Remember, wellness benefits are estimated to be approximately 70 percent of the claims — in terms of number of claims paid — by VB carriers.  So in that sense, 70 percent of claims payments may very well be triggering a tax liability on behalf of the employee and a burden on the employer to pass that liability on to the employee's gross income.

And although most lump-sum plans (mostly CI) are implemented post-tax, there are still millions of insureds with first-occurrence riders (up to $5,000–$10,000) on their cancer plans that are paid pre-tax.  Those benefits might fall into the tax liability category as well.

Without the tax savings incentive, many clients lose the appetite to continue payroll deduction — and the laborious billing and reconciliation process that goes along with it.  Remember, over half of clients that drop VB offerings cite “billing issues” as the primary reason.  Why continue to be the banker and accountant for the carrier if there is no tax savings in the offering?  Why would the client not shift the premium process to a premium direct deposit model, which eliminates the employer's burden of collecting the premium from its employees, receiving a monthly carrier bill, reconciling it, and remitting the money in a timely manner, every 30 days?

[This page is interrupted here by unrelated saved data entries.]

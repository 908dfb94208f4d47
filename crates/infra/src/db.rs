//! Connection pool construction and migration bootstrap for Postgres-backed deployments.

use sqlx::postgres::PgPoolOptions;
use sqlx::PgPool;

/// Open a pool sized for a single API instance.
///
/// `max_connections` mirrors the teacher's rule of thumb of a handful of
/// connections per instance, leaving headroom for the connection limit to
/// be shared across the event store, projections, sequencer, and auth stores
/// that all borrow this same pool.
pub async fn connect(database_url: &str) -> Result<PgPool, sqlx::Error> {
    PgPoolOptions::new()
        .max_connections(10)
        .connect(database_url)
        .await
}

/// Apply every migration under `crates/infra/migrations/` that hasn't run yet.
///
/// Safe to call on every startup: `sqlx::migrate!` records applied versions in
/// its own bookkeeping table and is a no-op once the schema is current.
pub async fn run_migrations(pool: &PgPool) -> Result<(), sqlx::migrate::MigrateError> {
    sqlx::migrate!("./migrations").run(pool).await
}
#[cfg(test)]
mod tests {
    use super::*;
    use forgeerp_core::AggregateId;

    fn test_tenant_id() -> TenantId {
        TenantId::new()
    }

    fn test_invoice_id() -> InvoiceId {
        InvoiceId::new(AggregateId::new())
    }

    fn test_sales_order_id() -> SalesOrderId {
        SalesOrderId::new(AggregateId::new())
    }

    fn test_product_id() -> ProductId {
        ProductId::new(AggregateId::new())
    }

    fn test_time() -> DateTime<Utc> {
        Utc::now()
    }

    fn single_line(order_id: SalesOrderId) -> InvoiceLine {
        InvoiceLine {
            line_no: 1,
            sales_order_id: order_id,
            product_id: test_product_id(),
            quantity: 2,
            unit_price: 100,
        }
    }

    #[test]
    fn issue_invoice_emits_invoice_issued_event() {
        let invoice = Invoice::empty(test_invoice_id());
        let tenant_id = test_tenant_id();
        let invoice_id = test_invoice_id();
        let order_id = test_sales_order_id();

        let line = single_line(order_id);
        let due = test_time();
        let cmd = IssueInvoice {
            tenant_id,
            invoice_id,
            sales_order_id: order_id,
            invoice_number: "INV-2026-000001".to_string(),
            lines: vec![line.clone()],
            due_date: due,
            occurred_at: test_time(),
        };

        let events = invoice
            .handle(&InvoiceCommand::IssueInvoice(cmd.clone()))
            .unwrap();
        assert_eq!(events.len(), 1);

        match &events[0] {
            InvoiceEvent::InvoiceIssued(e) => {
                assert_eq!(e.tenant_id, tenant_id);
                assert_eq!(e.invoice_id, invoice_id);
                assert_eq!(e.sales_order_id, order_id);
                assert_eq!(e.lines.len(), 1);
                assert_eq!(e.due_date, due);
                assert_eq!(e.total_amount, 2 * 100);
            }
            _ => panic!("Expected InvoiceIssued event"),
        }
    }

    #[test]
    fn cannot_pay_void_invoice() {
        let mut invoice = Invoice::empty(test_invoice_id());
        let tenant_id = test_tenant_id();
        let invoice_id = test_invoice_id();
        let order_id = test_sales_order_id();

        let line = single_line(order_id);
        let cmd_issue = IssueInvoice {
            tenant_id,
            invoice_id,
            sales_order_id: order_id,
            invoice_number: "INV-2026-000001".to_string(),
            lines: vec![line],
            due_date: test_time(),
            occurred_at: test_time(),
        };
        let events = invoice
            .handle(&InvoiceCommand::IssueInvoice(cmd_issue))
            .unwrap();
        invoice.apply(&events[0]);
        assert_eq!(invoice.status(), InvoiceStatus::Open);

        // Void invoice
        let cmd_void = VoidInvoice {
            tenant_id,
            invoice_id,
            reason: Some("Customer dispute".to_string()),
            occurred_at: test_time(),
        };
        let events = invoice
            .handle(&InvoiceCommand::VoidInvoice(cmd_void))
            .unwrap();
        invoice.apply(&events[0]);
        assert_eq!(invoice.status(), InvoiceStatus::Void);

        // Try to pay void invoice
        let cmd_pay = RegisterPayment {
            tenant_id,
            invoice_id,
            amount: 50,
            occurred_at: test_time(),
        };
        let err = invoice
            .handle(&InvoiceCommand::RegisterPayment(cmd_pay))
            .unwrap_err();
        match err {
            DomainError::InvariantViolation(msg)
                if msg.contains("cannot register payment on void or fully paid invoice") => {}
            _ => panic!("Expected InvariantViolation for paying void invoice"),
        }
    }

    #[test]
    fn cannot_overpay_invoice() {
        let mut invoice = Invoice::empty(test_invoice_id());
        let tenant_id = test_tenant_id();
        let invoice_id = test_invoice_id();
        let order_id = test_sales_order_id();

        let line = single_line(order_id);
        let cmd_issue = IssueInvoice {
            tenant_id,
            invoice_id,
            sales_order_id: order_id,
            invoice_number: "INV-2026-000001".to_string(),
            lines: vec![line],
            due_date: test_time(),
            occurred_at: test_time(),
        };
        let events = invoice
            .handle(&InvoiceCommand::IssueInvoice(cmd_issue))
            .unwrap();
        invoice.apply(&events[0]);
        assert_eq!(invoice.total_amount(), 200);

        // Try to overpay
        let cmd_pay = RegisterPayment {
            tenant_id,
            invoice_id,
            amount: 201,
            occurred_at: test_time(),
        };
        let err = invoice
            .handle(&InvoiceCommand::RegisterPayment(cmd_pay))
            .unwrap_err();
        match err {
            DomainError::InvariantViolation(msg) if msg.contains("cannot overpay invoice") => {}
            _ => panic!("Expected InvariantViolation for overpaying invoice"),
        }
    }

    #[test]
    fn paying_to_total_marks_invoice_paid() {
        let mut invoice = Invoice::empty(test_invoice_id());
        let tenant_id = test_tenant_id();
        let invoice_id = test_invoice_id();
        let order_id = test_sales_order_id();

        let line = single_line(order_id);
        let cmd_issue = IssueInvoice {
            tenant_id,
            invoice_id,
            sales_order_id: order_id,
            invoice_number: "INV-2026-000001".to_string(),
            lines: vec![line],
            due_date: test_time(),
            occurred_at: test_time(),
        };
        let events = invoice
            .handle(&InvoiceCommand::IssueInvoice(cmd_issue))
            .unwrap();
        invoice.apply(&events[0]);
        assert_eq!(invoice.status(), InvoiceStatus::Open);
        assert_eq!(invoice.total_amount(), 200);
        assert_eq!(invoice.total_paid(), 0);

        // First partial payment
        let cmd_pay1 = RegisterPayment {
            tenant_id,
            invoice_id,
            amount: 50,
            occurred_at: test_time(),
        };
        let events = invoice
            .handle(&InvoiceCommand::RegisterPayment(cmd_pay1))
            .unwrap();
        invoice.apply(&events[0]);
        assert_eq!(invoice.total_paid(), 50);
        assert_eq!(invoice.status(), InvoiceStatus::Open);

        // Second payment to reach full amount
        let cmd_pay2 = RegisterPayment {
            tenant_id,
            invoice_id,
            amount: 150,
            occurred_at: test_time(),
        };
        let events = invoice
            .handle(&InvoiceCommand::RegisterPayment(cmd_pay2))
            .unwrap();
        invoice.apply(&events[0]);
        assert_eq!(invoice.total_paid(), 200);
        assert_eq!(invoice.status(), InvoiceStatus::Paid);
    }
}


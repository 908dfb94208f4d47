use chrono::{DateTime, Utc};
use serde::{Deserialize, Serialize};

use forgeerp_core::{Aggregate, AggregateRoot, AggregateId, DomainError, TenantId};
use forgeerp_events::Event;

/// Product identifier (tenant-scoped via `tenant_id` fields in events/commands).
#[derive(Debug, Copy, Clone, PartialEq, Eq, Hash, Serialize, Deserialize)]
#[serde(transparent)]
pub struct ProductId(pub AggregateId);

impl ProductId {
    pub fn new(id: AggregateId) -> Self {
        Self(id)
    }
}

impl core::fmt::Display for ProductId {
    fn fmt(&self, f: &mut core::fmt::Formatter<'_>) -> core::fmt::Result {
        core::fmt::Display::fmt(&self.0, f)
    }
}

/// Product status lifecycle.
#[derive(Debug, Clone, Copy, PartialEq, Eq, Serialize, Deserialize)]
#[serde(rename_all = "lowercase")]
pub enum ProductStatus {
    Draft,
    Active,
    Archived,
}

/// Optional pricing metadata (no accounting yet).
#[derive(Debug, Clone, PartialEq, Eq, Serialize, Deserialize)]
pub struct PricingMetadata {
    pub base_price: Option<u64>, // Price in smallest currency unit (e.g., cents)
    pub currency: Option<String>, // ISO currency code (e.g., "USD", "EUR")
}

impl Default for PricingMetadata {
    fn default() -> Self {
        Self {
            base_price: None,
            currency: None,
        }
    }
}

/// Aggregate root: Product.
#[derive(Debug, Clone, PartialEq, Eq)]
pub struct Product {
    id: ProductId,
    tenant_id: Option<TenantId>,
    sku: String,
    name: String,
    status: ProductStatus,
    pricing: PricingMetadata,
    version: u64,
    created: bool,
}

impl Product {
    /// Create an empty, not-yet-created aggregate instance for rehydration.
    pub fn empty(id: ProductId) -> Self {
        Self {
            id,
            tenant_id: None,
            sku: String::new(),
            name: String::new(),
            status: ProductStatus::Draft,
            pricing: PricingMetadata::default(),
            version: 0,
            created: false,
        }
    }

    pub fn id_typed(&self) -> ProductId {
        self.id
    }

    pub fn tenant_id(&self) -> Option<TenantId> {
        self.tenant_id
    }

    pub fn sku(&self) -> &str {
        &self.sku
    }

    pub fn name(&self) -> &str {
        &self.name
    }

    pub fn status(&self) -> ProductStatus {
        self.status
    }

    pub fn pricing(&self) -> &PricingMetadata {
        &self.pricing
    }

    /// Check if product can be sold (must be Active, not Archived).
    pub fn can_be_sold(&self) -> bool {
        self.status == ProductStatus::Active
    }
}

impl AggregateRoot for Product {
    type Id = ProductId;

    fn id(&self) -> &Self::Id {
        &self.id
    }

    fn version(&self) -> u64 {
        self.version
    }
}

/// Command: CreateProduct.
#[derive(Debug, Clone, PartialEq, Eq, Serialize, Deserialize)]
pub struct CreateProduct {
    pub tenant_id: TenantId,
    pub product_id: ProductId,
    pub sku: String,
    pub name: String,
    pub pricing: Option<PricingMetadata>,
    pub occurred_at: DateTime<Utc>,
}

/// Command: ActivateProduct.
#[derive(Debug, Clone, PartialEq, Eq, Serialize, Deserialize)]
pub struct ActivateProduct {
    pub tenant_id: TenantId,
    pub product_id: ProductId,
    pub occurred_at: DateTime<Utc>,
}

/// Command: ArchiveProduct.
#[derive(Debug, Clone, PartialEq, Eq, Serialize, Deserialize)]
pub struct ArchiveProduct {
    pub tenant_id: TenantId,
    pub product_id: ProductId,
    pub occurred_at: DateTime<Utc>,
}

#[derive(Debug, Clone, PartialEq, Eq, Serialize, Deserialize)]
pub enum ProductCommand {
    CreateProduct(CreateProduct),
    ActivateProduct(ActivateProduct),
    ArchiveProduct(ArchiveProduct),
}

/// Event: ProductCreated.
#[derive(Debug, Clone, PartialEq, Eq, Serialize, Deserialize)]
pub struct ProductCreated {
    pub tenant_id: TenantId,
    pub product_id: ProductId,
    pub sku: String,
    pub name: String,
    pub pricing: PricingMetadata,
    pub occurred_at: DateTime<Utc>,
}

/// Event: ProductActivated.
#[derive(Debug, Clone, PartialEq, Eq, Serialize, Deserialize)]
pub struct ProductActivated {
    pub tenant_id: TenantId,
    pub product_id: ProductId,
    pub occurred_at: DateTime<Utc>,
}

/// Event: ProductArchived.
#[derive(Debug, Clone, PartialEq, Eq, Serialize, Deserialize)]
pub struct ProductArchived {
    pub tenant_id: TenantId,
    pub product_id: ProductId,
    pub occurred_at: DateTime<Utc>,
}

#[derive(Debug, Clone, PartialEq, Eq, Serialize, Deserialize)]
pub enum ProductEvent {
    ProductCreated(ProductCreated),
    ProductActivated(ProductActivated),
    ProductArchived(ProductArchived),
}

impl Event for ProductEvent {
    fn event_type(&self) -> &'static str {
        match self {
            ProductEvent::ProductCreated(_) => "products.product.created",
            ProductEvent::ProductActivated(_) => "products.product.activated",
            ProductEvent::ProductArchived(_) => "products.product.archived",
        }
    }

    fn version(&self) -> u32 {
        1
    }

    fn occurred_at(&self) -> DateTime<Utc> {
        match self {
            ProductEvent::ProductCreated(e) => e.occurred_at,
            ProductEvent::ProductActivated(e) => e.occurred_at,
            ProductEvent::ProductArchived(e) => e.occurred_at,
        }
    }
}

impl Aggregate for Product {
    type Command = ProductCommand;
    type Event = ProductEvent;
    type Error = DomainError;

    fn apply(&mut self, event: &Self::Event) {
        match event {
            ProductEvent::ProductCreated(e) => {
                self.id = e.product_id;
                self.tenant_id = Some(e.tenant_id);
                self.sku = e.sku.clone();
                self.name = e.name.clone();
                self.status = ProductStatus::Draft;
                self.pricing = e.pricing.clone();
                self.created = true;
            }
            ProductEvent::ProductActivated(_) => {
                self.status = ProductStatus::Active;
            }
            ProductEvent::ProductArchived(_) => {
                self.status = ProductStatus::Archived;
            }
        }

        // Deterministic version tracking: +1 per applied event.
        self.version += 1;
    }

    fn handle(&self, command: &Self::Command) -> Result<Vec<Self::Event>, Self::Error> {
        match command {
            ProductCommand::CreateProduct(cmd) => self.handle_create(cmd),
            ProductCommand::ActivateProduct(cmd) => self.handle_activate(cmd),
            ProductCommand::ArchiveProduct(cmd) => self.handle_archive(cmd),
        }
    }
}

impl Product {
    fn ensure_tenant(&self, tenant_id: TenantId) -> Result<(), DomainError> {
        if !self.created {
            return Ok(());
        }
        if self.tenant_id != Some(tenant_id) {
            return Err(DomainError::invariant("tenant mismatch"));
        }
        Ok(())
    }

    fn ensure_product_id(&self, product_id: ProductId) -> Result<(), DomainError> {
        if self.id != product_id {
            return Err(DomainError::invariant("product_id mismatch"));
        }
        Ok(())
    }

    fn handle_create(&self, cmd: &CreateProduct) -> Result<Vec<ProductEvent>, DomainError> {
        if self.created {
            return Err(DomainError::conflict("product already exists"));
        }
        
        if cmd.name.trim().is_empty() {
            return Err(DomainError::validation("name cannot be empty"));
        }
        
        if cmd.sku.trim().is_empty() {
            return Err(DomainError::validation("SKU cannot be empty"));
        }
        
        // Note: True SKU uniqueness per tenant requires infrastructure support
        // (checking event store or read model). At the aggregate level, we can only
        // enforce that SKU is non-empty. Infrastructure layer should validate uniqueness
        // before dispatching the command.

        Ok(vec![ProductEvent::ProductCreated(ProductCreated {
            tenant_id: cmd.tenant_id,
            product_id: cmd.product_id,
            sku: cmd.sku.clone(),
            name: cmd.name.clone(),
            pricing: cmd.pricing.clone().unwrap_or_default(),
            occurred_at: cmd.occurred_at,
        })])
    }

    fn handle_activate(&self, cmd: &ActivateProduct) -> Result<Vec<ProductEvent>, DomainError> {
        if !self.created {
            return Err(DomainError::not_found());
        }
        self.ensure_tenant(cmd.tenant_id)?;
        self.ensure_product_id(cmd.product_id)?;

        if self.status == ProductStatus::Active {
            return Err(DomainError::conflict("product is already active"));
        }

        if self.status == ProductStatus::Archived {
            return Err(DomainError::invariant("archived products cannot be activated"));
        }

        Ok(vec![ProductEvent::ProductActivated(ProductActivated {
            tenant_id: cmd.tenant_id,
            product_id: cmd.product_id,
            occurred_at: cmd.occurred_at,
        })])
    }

    fn handle_archive(&self, cmd: &ArchiveProduct) -> Result<Vec<ProductEvent>, DomainError> {
        if !self.created {
            return Err(DomainError::not_found());
        }
        self.ensure_tenant(cmd.tenant_id)?;
        self.ensure_product_id(cmd.product_id)?;

        if self.status == ProductStatus::Archived {
            return Err(DomainError::conflict("product is already archived"));
        }

        Ok(vec![ProductEvent::ProductArchived(ProductArchived {
            tenant_id: cmd.tenant_id,
            product_id: cmd.product_id,
            occurred_at: cmd.occurred_at,
        })])
    }
}
use std::sync::Arc;

use axum::{
    extract::{Extension, Path},
    http::StatusCode,
    response::IntoResponse,
    routing::{get, post},
    Json, Router,
};
use chrono::Utc;

use forgeerp_accounting::{JournalCommand, Ledger, LedgerId, PostJournalEntry};
use forgeerp_auth::Permission;

use crate::app::{dto, errors};
use crate::app::routes::common::CmdAuth;
use crate::app::services::AppServices;

pub fn router() -> Router {
    Router::new()
        .route("/balances", get(list_ledger_balances))
        .route("/balances/:code", get(get_ledger_balance))
        .route("/journal", post(post_journal_entry))
}

pub async fn list_ledger_balances(
    Extension(services): Extension<Arc<AppServices>>,
    Extension(tenant): Extension<crate::context::TenantContext>,
) -> axum::response::Response {
    let items = services
        .ledger_balances_list(tenant.tenant_id())
        .into_iter()
        .map(dto::ledger_balance_to_json)
        .collect::<Vec<_>>();
    (StatusCode::OK, Json(serde_json::json!({ "items": items }))).into_response()
}

pub async fn get_ledger_balance(
    Extension(services): Extension<Arc<AppServices>>,
    Extension(tenant): Extension<crate::context::TenantContext>,
    Path(code): Path<String>,
) -> axum::response::Response {
    match services.ledger_balance_get(tenant.tenant_id(), &code) {
        Some(b) => (StatusCode::OK, Json(dto::ledger_balance_to_json(b))).into_response(),
        None => errors::json_error(StatusCode::NOT_FOUND, "not_found", "account not found"),
    }
}

pub async fn post_journal_entry(
    Extension(services): Extension<Arc<AppServices>>,
    Extension(tenant): Extension<crate::context::TenantContext>,
    Extension(principal): Extension<crate::context::PrincipalContext>,
    Json(body): Json<dto::PostJournalEntryRequest>,
) -> axum::response::Response {
    if body.lines.is_empty() {
        return errors::json_error(StatusCode::BAD_REQUEST, "validation", "journal entry must have lines");
    }

    let lines = match dto::to_journal_lines(body.lines) {
        Ok(v) => v,
        Err(resp) => return resp,
    };

    let ledger_agg = services.default_ledger_id();
    let ledger_id = LedgerId::new(ledger_agg);

    let cmd = JournalCommand::PostJournalEntry(PostJournalEntry {
        tenant_id: tenant.tenant_id(),
        ledger_id,
        entry_id: uuid::Uuid::now_v7(),
        lines,
        occurred_at: Utc::now(),
        description: body.description,
    });

    let cmd_auth = CmdAuth {
        inner: cmd,
        required: vec![Permission::new("ledger.post")],
    };
    if let Err(e) = crate::authz::authorize_command(&tenant, &principal, &cmd_auth) {
        return errors::json_error(StatusCode::FORBIDDEN, "forbidden", e.to_string());
    }

    let committed = match services.dispatch::<Ledger>(
        tenant.tenant_id(),
        ledger_agg,
        "accounting.ledger",
        cmd_auth.inner,
        |_t, aggregate_id| Ledger::empty(LedgerId::new(aggregate_id)),
    ) {
        Ok(c) => c,
        Err(e) => return errors::dispatch_error_to_response(e),
    };

    (
        StatusCode::OK,
        Json(serde_json::json!({"ledger_id": ledger_agg.to_string(), "events_committed": committed.len()})),
    )
        .into_response()
}


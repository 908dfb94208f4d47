//! Projection cursor/offset persistence.
//!
//! This module provides persistence for projection cursors (checkpoints) that track
//! the last processed sequence_number per (tenant, aggregate) stream. This enables:
//! - Idempotent projections (replays <= cursor are ignored)
//! - Resume after crash (projections can continue from last offset)
//! - Deterministic rebuilds (clear offsets and replay from scratch)

use std::sync::Arc;

use forgeerp_core::{AggregateId, TenantId};
use sqlx::{PgPool, Row};

/// Projection cursor store for persisting offsets.
pub trait ProjectionCursorStore: Send + Sync {
    /// Get the last processed sequence_number for a (tenant, aggregate, projection) stream.
    fn get_cursor(
        &self,
        tenant_id: TenantId,
        aggregate_id: AggregateId,
        projection_name: &str,
    ) -> Option<u64>;

    /// Update the cursor to a new sequence_number.
    fn update_cursor(
        &self,
        tenant_id: TenantId,
        aggregate_id: AggregateId,
        projection_name: &str,
        sequence_number: u64,
    );

    /// Clear all cursors for a tenant + projection (for rebuilds).
    fn clear_cursors(&self, tenant_id: TenantId, projection_name: &str);
}

/// Postgres-backed projection cursor store.
pub struct PostgresCursorStore {
    pool: Arc<PgPool>,
}

impl PostgresCursorStore {
    pub fn new(pool: PgPool) -> Self {
        Self {
            pool: Arc::new(pool),
        }
    }
}

impl ProjectionCursorStore for PostgresCursorStore {
    fn get_cursor(
        &self,
        tenant_id: TenantId,
        aggregate_id: AggregateId,
        projection_name: &str,
    ) -> Option<u64> {
        let handle = tokio::runtime::Handle::try_current().ok()?;
        let pool = self.pool.clone();
        let tenant_id_uuid = tenant_id.as_uuid();
        let aggregate_id_uuid = aggregate_id.as_uuid();
        let projection_name = projection_name.to_string();

        handle.block_on(async {
            match sqlx::query(
                r#"
                SELECT last_sequence_number
                FROM projection_offsets
                WHERE tenant_id = $1 AND aggregate_id = $2 AND projection_name = $3
                "#,
            )
            .bind(tenant_id_uuid)
            .bind(aggregate_id_uuid)
            .bind(&projection_name)
            .fetch_optional(&*pool)
            .await
            {
                Ok(Some(row)) => {
                    match row.try_get::<i64, _>("last_sequence_number") {
                        Ok(seq) => Some(seq as u64),
                        Err(_) => None,
                    }
                }
                Ok(None) => None,
                Err(_) => None,
            }
        })
    }

    fn update_cursor(
        &self,
        tenant_id: TenantId,
        aggregate_id: AggregateId,
        projection_name: &str,
        sequence_number: u64,
    ) {
        let handle = match tokio::runtime::Handle::try_current() {
            Ok(h) => h,
            Err(_) => return,
        };

        let pool = self.pool.clone();
        let tenant_id_uuid = tenant_id.as_uuid();
        let aggregate_id_uuid = aggregate_id.as_uuid();
        let projection_name = projection_name.to_string();

        let _ = handle.block_on(async {
            let _ = sqlx::query(
                r#"
                INSERT INTO projection_offsets (
                    tenant_id,
                    aggregate_id,
                    projection_name,
                    last_sequence_number
                )
                VALUES ($1, $2, $3, $4)
                ON CONFLICT (tenant_id, aggregate_id, projection_name)
                DO UPDATE SET
                    last_sequence_number = EXCLUDED.last_sequence_number,
                    updated_at = NOW()
                "#,
            )
            .bind(tenant_id_uuid)
            .bind(aggregate_id_uuid)
            .bind(&projection_name)
            .bind(sequence_number as i64)
            .execute(&*pool)
            .await;
        });
    }

    fn clear_cursors(&self, tenant_id: TenantId, projection_name: &str) {
        let handle = match tokio::runtime::Handle::try_current() {
            Ok(h) => h,
            Err(_) => return,
        };

        let pool = self.pool.clone();
        let tenant_id_uuid = tenant_id.as_uuid();
        let projection_name = projection_name.to_string();

        let _ = handle.block_on(async {
            let _ = sqlx::query(
                r#"
                SELECT clear_tenant_offsets($1, $2)
                "#,
            )
            .bind(tenant_id_uuid)
            .bind(&projection_name)
            .execute(&*pool)
            .await;
        });
    }
}

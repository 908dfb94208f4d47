//! Monotonic, gap-free per-tenant document numbering (invoice numbers and the like).
//!
//! A `Sequencer` hands out numbers of the form `<PREFIX>-<year>-<NNNNNN>`, where
//! the counter resets at the start of each calendar year and is scoped per
//! tenant so two tenants issuing invoices concurrently never collide or skew
//! each other's counts.

mod in_memory;
mod postgres;

pub use in_memory::InMemorySequencer;
pub use postgres::PostgresSequencer;

use std::sync::Arc;

use thiserror::Error;

use forgeerp_core::TenantId;

#[derive(Debug, Error)]
pub enum SequencerError {
    #[error("sequencer backend unavailable: {0}")]
    Unavailable(String),
}

/// Issues the next number in a per-tenant, per-year, per-prefix series.
///
/// Backends must guarantee that two concurrent callers for the same
/// `(tenant_id, year, prefix)` never receive the same number — this is the
/// mechanism invoice issuance (C5/C7) relies on to avoid duplicate invoice
/// numbers under concurrent `IssueInvoice` commands.
pub trait Sequencer: Send + Sync {
    /// Atomically increment and return the next number for `prefix` in `year`,
    /// formatted as `"<prefix>-<year>-<sequence>"` with the sequence zero-padded
    /// to 6 digits (e.g. `"INV-2026-000042"`).
    fn next_number(&self, tenant_id: TenantId, year: i32, prefix: &str) -> Result<String, SequencerError>;
}

impl<S: Sequencer + ?Sized> Sequencer for Arc<S> {
    fn next_number(&self, tenant_id: TenantId, year: i32, prefix: &str) -> Result<String, SequencerError> {
        (**self).next_number(tenant_id, year, prefix)
    }
}

pub(crate) fn format_number(prefix: &str, year: i32, sequence: u64) -> String {
    format!("{prefix}-{year}-{sequence:06}")
}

Every day, more companies are electing to stop payroll deduction and move their voluntary benefits to a zero-bill, post-tax, direct deposit model.

Driven largely by the broker community, the future of the market certainly points to the decline of the pre-tax model as a sales incentive.  And as an agent or broker, you should consult with your clients (or their CPA or attorney) and make sure they fully understand the implications of offering a Section 125 plan for their voluntary benefit offerings.

Now that there is a better way to offer “payroll deduction without the deduction,” and pre-taxing is becoming less appealing from a tax liability perspective, maybe now is the time for businesses and government entities that offer voluntary benefits to move towards a direct deposit model where no tax liability or monthly bill exists.